[[ DATA SHOWN open ]]

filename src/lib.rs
//! plsql2pg: an Oracle-to-PostgreSQL schema and code transformation engine
//!
//! The engine decomposes oversized procedural containers (package bodies,
//! type bodies) into callable units without parsing whole containers, parses
//! small stubs for cheap metadata extraction, rewrites SELECT fragments into
//! PostgreSQL through a semantic node tree, analyzes CONNECT BY clauses for
//! recursive-CTE generation, and orders composite types for creation.

pub mod error;
pub mod model;
pub mod parser;
pub mod segment;
pub mod semantic;

use rayon::prelude::*;

pub use error::TransformError;

use segment::{BoundaryScanner, ContainerSegments, UnitStub};
use semantic::{SemanticTreeBuilder, TransformationContext};

/// Everything produced by decomposing one container: cleaned source, unit
/// segments, per-unit stubs, and the reduced declarative skeleton.
#[derive(Debug)]
pub struct ContainerArtifacts {
    pub container: String,
    pub cleaned: String,
    pub segments: ContainerSegments,
    pub stubs: Vec<UnitStub>,
    pub reduced: String,
}

impl ContainerArtifacts {
    /// Percentage of the cleaned source removed by body reduction.
    pub fn reduction_percentage(&self) -> f64 {
        segment::reduction_percentage(self.cleaned.len(), self.reduced.len())
    }
}

/// Runs the full segmentation pipeline on one container:
/// comment removal, boundary scan, stub generation, body reduction.
pub fn decompose_container(
    container: &str,
    raw_source: &str,
) -> Result<ContainerArtifacts, TransformError> {
    let cleaned = segment::strip_comments(raw_source);
    let segments = BoundaryScanner::scan(container, &cleaned)?;
    let stubs = segment::generate_all_stubs(&cleaned, &segments);
    let reduced = segment::reduce_container(&cleaned, &segments);

    Ok(ContainerArtifacts {
        container: container.to_string(),
        cleaned,
        segments,
        stubs,
        reduced,
    })
}

/// Minimum number of containers to benefit from parallel processing.
/// Below this threshold, sequential processing is faster due to rayon overhead.
const PARALLEL_THRESHOLD: usize = 8;

/// Decomposes multiple containers, in parallel for larger batches.
///
/// Containers are independent, so a failure in one does not stop the others;
/// each result is reported separately.
pub fn decompose_containers(
    containers: &[(String, String)],
) -> Vec<Result<ContainerArtifacts, TransformError>> {
    if containers.len() >= PARALLEL_THRESHOLD {
        containers
            .par_iter()
            .map(|(name, source)| decompose_container(name, source))
            .collect()
    } else {
        containers
            .iter()
            .map(|(name, source)| decompose_container(name, source))
            .collect()
    }
}

/// Transforms one SELECT fragment into PostgreSQL text.
///
/// Parse errors surface as [`TransformError::SyntaxErrors`]; constructs
/// without a semantic mapping surface as
/// [`TransformError::UnsupportedConstruct`].
pub fn transform_select(
    sql: &str,
    ctx: &TransformationContext,
) -> Result<String, TransformError> {
    let parser = parser::GrammarParser::new();
    let outcome = parser.parse_select(sql)?;

    if outcome.has_errors() {
        return Err(TransformError::SyntaxErrors {
            count: outcome.errors().len(),
            detail: outcome.error_message().unwrap_or_default(),
        });
    }
    let statement = outcome.into_tree().ok_or_else(|| {
        TransformError::invalid_input("parser produced no tree and no errors")
    })?;

    let mut builder = SemanticTreeBuilder::new(ctx);
    let tree = builder.build(&statement)?;
    tree.emit(ctx)
}
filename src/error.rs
//! Error types for plsql2pg

use thiserror::Error;

/// Errors raised by the transformation engine.
///
/// Every component raises a distinct named error instead of a sentinel so the
/// orchestration layer can choose between skip-and-continue and whole-container
/// abort. Circular type dependencies are reported as data, not as errors.
#[derive(Error, Debug)]
pub enum TransformError {
    #[error("structural scan failed in container {container} at offset {position}: {message}")]
    StructuralScan {
        container: String,
        position: usize,
        message: String,
    },

    #[error("unsupported construct: {construct}")]
    UnsupportedConstruct { construct: String },

    #[error("invalid input: {message}")]
    InvalidInput { message: String },

    #[error("{count} syntax error(s) in fragment: {detail}")]
    SyntaxErrors { count: usize, detail: String },
}

impl TransformError {
    /// Shorthand for an unsupported-construct failure naming the production.
    pub fn unsupported(construct: impl Into<String>) -> Self {
        TransformError::UnsupportedConstruct {
            construct: construct.into(),
        }
    }

    /// Shorthand for an invalid-input contract violation.
    pub fn invalid_input(message: impl Into<String>) -> Self {
        TransformError::InvalidInput {
            message: message.into(),
        }
    }
}
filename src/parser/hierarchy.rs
//! Hierarchical query (CONNECT BY) analysis
//!
//! Inspects one query block's recursive self-join clause and produces the
//! structured facts needed to generate a PostgreSQL recursive CTE: base
//! table, optional START WITH predicate, the recursion predicate with its
//! PRIOR direction, and pseudo-column usage (LEVEL, CONNECT_BY_ROOT,
//! CONNECT_BY_ISLEAF, SYS_CONNECT_BY_PATH). Analysis only — code generation
//! is a separate concern.
//!
//! Oracle shape handled here:
//!
//! ```sql
//! SELECT columns
//! FROM table                              -- single table only
//! WHERE filter                            -- optional
//! START WITH root_condition               -- optional
//! CONNECT BY [NOCYCLE] PRIOR col = col
//! ORDER BY ...                           -- optional
//! ```

use std::collections::HashMap;

use sqlparser::tokenizer::{Token, Tokenizer};

use crate::error::TransformError;
use crate::parser::plsql_dialect::ExtendedPlSqlDialect;

/// Which side of the recursion predicate carries the PRIOR marker.
///
/// PRIOR marks the parent reference: `PRIOR emp_id = manager_id` means
/// `parent.emp_id = child.manager_id`.
#[derive(Debug, Clone)]
pub struct PriorExpression {
    prior_on_left: bool,
    prior_column: String,
    child_column: String,
}
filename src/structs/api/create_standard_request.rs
use serde::Serialize;

#[derive(Debug, Serialize)]
pub struct CreateStandardRequest {
    pub name: String,
    pub languages: Vec<String>,
}
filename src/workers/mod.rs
pub mod command_runner;
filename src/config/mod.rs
pub mod constants;
pub mod credentials;
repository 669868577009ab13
use thiserror::Error;

/// Crate-wide error type.
///
/// `Parse` and `Auth` are fatal before any remote mutation. `Remote` is fatal
/// while reading the catalog (reconciling against incomplete data is worse
/// than aborting) but is collected per batch during synchronization.
#[derive(Debug, Error)]
pub enum ImporterError {
    #[error("failed to parse {path}: {reason}")]
    Parse { path: String, reason: String },

    #[error("{operation} returned HTTP {status}: {body}")]
    Remote {
        operation: String,
        status: u16,
        body: String,
    },

    #[error("authentication failed: {reason}\nSet a Codacy API token via --api-token, the CODACY_API_TOKEN environment variable, or a .env file")]
    Auth { reason: String },

    #[error("{operation} failed: {source}")]
    Io {
        operation: String,
        #[source]
        source: std::io::Error,
    },

    #[error("request to {operation} failed: {source}")]
    Http {
        operation: String,
        #[source]
        source: reqwest::Error,
    },

    #[error("{failed} of {total} pattern updates failed; see the generated report")]
    PartialSync { failed: usize, total: usize },
}

impl ImporterError {
    pub fn parse(path: impl Into<String>, reason: impl Into<String>) -> Self {
        Self::Parse {
            path: path.into(),
            reason: reason.into(),
        }
    }

    pub fn auth(reason: impl Into<String>) -> Self {
        Self::Auth {
            reason: reason.into(),
        }
    }

    pub fn io(operation: impl Into<String>, source: std::io::Error) -> Self {
        Self::Io {
            operation: operation.into(),
            source,
        }
    }

    /// Maps a non-2xx response onto the error taxonomy: 401/403 become
    /// `Auth` so the user is pointed at credentials instead of a generic
    /// network message.
    pub fn from_status(operation: &str, status: u16, body: String) -> Self {
        if status == 401 || status == 403 {
            Self::Auth {
                reason: format!("{operation} rejected with HTTP {status}"),
            }
        } else {
            Self::Remote {
                operation: operation.to_string(),
                status,
                body,
            }
        }
    }
}

impl From<serde_json::Error> for ImporterError {
    fn from(error: serde_json::Error) -> Self {
        ImporterError::Parse {
            path: "<json>".to_string(),
            reason: error.to_string(),
        }
    }
}

impl From<quick_xml::Error> for ImporterError {
    fn from(error: quick_xml::Error) -> Self {
        ImporterError::Parse {
            path: "<xml>".to_string(),
            reason: error.to_string(),
        }
    }
}

/// Result type alias for importer operations.
pub type ImporterResult<T> = Result<T, ImporterError>;
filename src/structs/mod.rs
pub mod api;
pub mod cli;
pub mod pattern;
pub mod reconciliation;
pub mod report;
pub mod rule;
pub mod sync_outcome;
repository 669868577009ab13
use crate::structs::pattern::RemotePattern;
use crate::structs::reconciliation::MatchedPattern;

/// Result of applying a reconciliation against the remote standard.
/// Failures are collected per pattern together with the error text; a
/// failed batch never aborts the remaining batches.
#[derive(Debug, Default)]
pub struct SyncOutcome {
    pub enabled_ok: Vec<MatchedPattern>,
    pub enabled_failed: Vec<(MatchedPattern, String)>,
    pub disabled_ok: Vec<RemotePattern>,
    pub disabled_failed: Vec<(RemotePattern, String)>,
}

impl SyncOutcome {
    pub fn failure_count(&self) -> usize {
        self.enabled_failed.len() + self.disabled_failed.len()
    }

    pub fn total_count(&self) -> usize {
        self.enabled_ok.len() + self.disabled_ok.len() + self.failure_count()
    }

    pub fn has_failures(&self) -> bool {
        self.failure_count() > 0
    }
}
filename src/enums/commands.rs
use clap::Subcommand;

use crate::config::constants::{DEFAULT_STANDARD_NAME, DEFAULT_XML_FILE};

#[derive(Subcommand)]
pub enum Commands {
    /// Import SonarQube rules into a new Codacy coding standard
    Import {
        /// GitHub organization name
        #[clap(long)]
        organization: String,
        /// Name for the coding standard
        #[clap(long, default_value = DEFAULT_STANDARD_NAME)]
        standard_name: String,
        /// Path to the SonarQube XML rules file
        #[clap(long, default_value = DEFAULT_XML_FILE)]
        xml_file: String,
        /// Codacy API token (falls back to CODACY_API_TOKEN, then .env)
        #[clap(long)]
        api_token: Option<String>,
    },
    /// List XML rules with no matching Codacy pattern, and vice versa
    CheckMissing {
        #[clap(long, default_value = DEFAULT_XML_FILE)]
        xml_file: String,
        #[clap(long)]
        api_token: Option<String>,
    },
    /// Compare the patterns enabled in an existing coding standard with the XML
    Verify {
        /// GitHub organization name
        #[clap(long)]
        organization: String,
        /// Coding standard ID to verify
        #[clap(long)]
        standard_id: String,
        #[clap(long, default_value = DEFAULT_XML_FILE)]
        xml_file: String,
        #[clap(long)]
        api_token: Option<String>,
    },
    /// Report catalog patterns that fall outside the XML rule set
    DefaultPatterns {
        #[clap(long, default_value = DEFAULT_XML_FILE)]
        xml_file: String,
        #[clap(long)]
        api_token: Option<String>,
    },
}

[[ DATA SHOWN closed ]]

In the data above, find the line with "pattern updates failed;" and the line with "pub type ImporterResult<T>". Retype both, plus every line between them, exactly.

    #[error("{failed} of {total} pattern updates failed; see the generated report")]
    PartialSync { failed: usize, total: usize },
}

impl ImporterError {
    pub fn parse(path: impl Into<String>, reason: impl Into<String>) -> Self {
        Self::Parse {
            path: path.into(),
            reason: reason.into(),
        }
    }

    pub fn auth(reason: impl Into<String>) -> Self {
        Self::Auth {
            reason: reason.into(),
        }
    }

    pub fn io(operation: impl Into<String>, source: std::io::Error) -> Self {
        Self::Io {
            operation: operation.into(),
            source,
        }
    }

    /// Maps a non-2xx response onto the error taxonomy: 401/403 become
    /// `Auth` so the user is pointed at credentials instead of a generic
    /// network message.
    pub fn from_status(operation: &str, status: u16, body: String) -> Self {
        if status == 401 || status == 403 {
            Self::Auth {
                reason: format!("{operation} rejected with HTTP {status}"),
            }
        } else {
            Self::Remote {
                operation: operation.to_string(),
                status,
                body,
            }
        }
    }
}

impl From<serde_json::Error> for ImporterError {
    fn from(error: serde_json::Error) -> Self {
        ImporterError::Parse {
            path: "<json>".to_string(),
            reason: error.to_string(),
        }
    }
}

impl From<quick_xml::Error> for ImporterError {
    fn from(error: quick_xml::Error) -> Self {
        ImporterError::Parse {
            path: "<xml>".to_string(),
            reason: error.to_string(),
        }
    }
}

/// Result type alias for importer operations.
pub type ImporterResult<T> = Result<T, ImporterError>;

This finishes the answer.